Berdasarkan data dari Globocan 2012, 80 persen kasus kanker serviks saat ini ada di negara dunia ketiga atau negara berkembang. Di Indonesia diperkirakan 53 juta perempuan Indonesia berisiko mengidap kanker serviks. Hal ini diutarakan oleh dokter obstetri dan ginekologi spesialis onkologi, Andi Darma Putra, di acara Seminar Awam Kanker Serviks SOHO Global Medika, di Jakarta, Jumat lalu (14/2).
Acara tersebut juga dihadiri Menteri Pemberdayaan Perempuan dan Perlindungan Anak RI, Linda Amalia Sari Gumelar. "Kanker serviks merupakan isu kesehatan yang terkait dengan kesehatan reproduksi perempuan. Sedangkan hak reproduksi adalah hak untuk mendapatkan kesehatan reporoduksi dan kesehatan seksual sebagai bagian dari keseluruhan kehidupan. Perempuan yang terkena penyakit tersebut, tentunya kualitas hidupnya akan menurun," papar Linda Amalia Sari dalam sambutannya.
Linda menyatakan, setiap perempuan tanpa memandang usia dan latar belakang, berisiko terkena kanker serviks. Menurut Linda, tingginya kasus kanker serviks di negara berkembang termasuk Indonesia antara lain disebabkan terbatasnya akses informasi dan pelayanan (skrining ataupun pengobatan) terhadap penyakit ini.
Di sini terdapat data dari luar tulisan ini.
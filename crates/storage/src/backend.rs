//! Raw string storage backends.

use crate::error::Result;
use serde::{Deserialize, Serialize};

/// Which kind of backend a store ended up using.
#[derive(Debug, Clone, Copy, PartialEq, Eq, Serialize, Deserialize)]
#[serde(rename_all = "snake_case")]
pub enum BackendKind {
    /// Survives restarts.
    File,
    /// Lives only as long as the process.
    Memory,
}

/// Synchronous string-key to string-value storage.
pub trait StorageBackend: Send + Sync {
    fn kind(&self) -> BackendKind;

    /// Raw value under `key`, `None` if absent.
    fn get_item(&self, key: &str) -> Result<Option<String>>;

    fn set_item(&self, key: &str, value: &str) -> Result<()>;

    fn remove_item(&self, key: &str) -> Result<()>;
}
Untuk deteksi kanker serviks dapat melalui pap smear dan Inspeksi Visual Asetat (IVA), tapi kini di berbagai negara di dunia telah mengaplikasikan metode baru yaitu menggunakan teknologi pengambilan sampel cairan serviks sendiri (self-sampling). Metode baru ini merupakan solusi untuk para wanita yang enggan melakukan deteksi dini kanker serviks.
Selama ini, dokter terkadang mengalami kesulitan untuk menganjurkan para wanita untuk melakukan pemeriksaan atau skrining—umumnya pap smear—karena ketidaknyamanan pada saat pemeriksaan. Tetapi melalui metode self-sampling, wanita dapat melakukan pengambilan sampel cairan serviks sendiri secara pribadi di rumah maupun di klinik dokter. Sehingga memudahkan dokter dalam menganjurkan pasien untuk melakukan pemeriksaan awal dalam kanker serviks.
Metode self-sampling bertujuan untuk mengambil sampel Human Papillomavirus (HPV) DNA. Metode ini dilakukan tanpa perlu menggunakan spekulum dan sikat yang bagi sebagian wanita sangat menyakitkan pada prosesnya.
HPV adalah virus yang menginfeksi area kulit dan organ kelamin. Fakta membuktikan, hampir 100 persen kasus kanker serviks disebabkan oleh infeksi HPV. “HPV mayoritas ditularkan melalui hubungan seksual,” tutur Dr. Andi. Ditambahkan bahwa tes HPV sangat penting untuk deteksi dini kanker serviks karena umumnya penderita tidak sadar dirinya sudah mengidap kanker serviks.
Beberapa negara di dunia telah mengaplikasikan teknologi ini, seperti, Belanda, Finlandia, Italia, Jerman, Malta, Spanyol, Singapura, Malaysia dan Thailand. Di Belanda, Italia dan Thailand, metode self-sampling akan dimasukkan ke dalam jaminan kesehatan nasional untuk menurunkan jumlah penderita kanker serviks.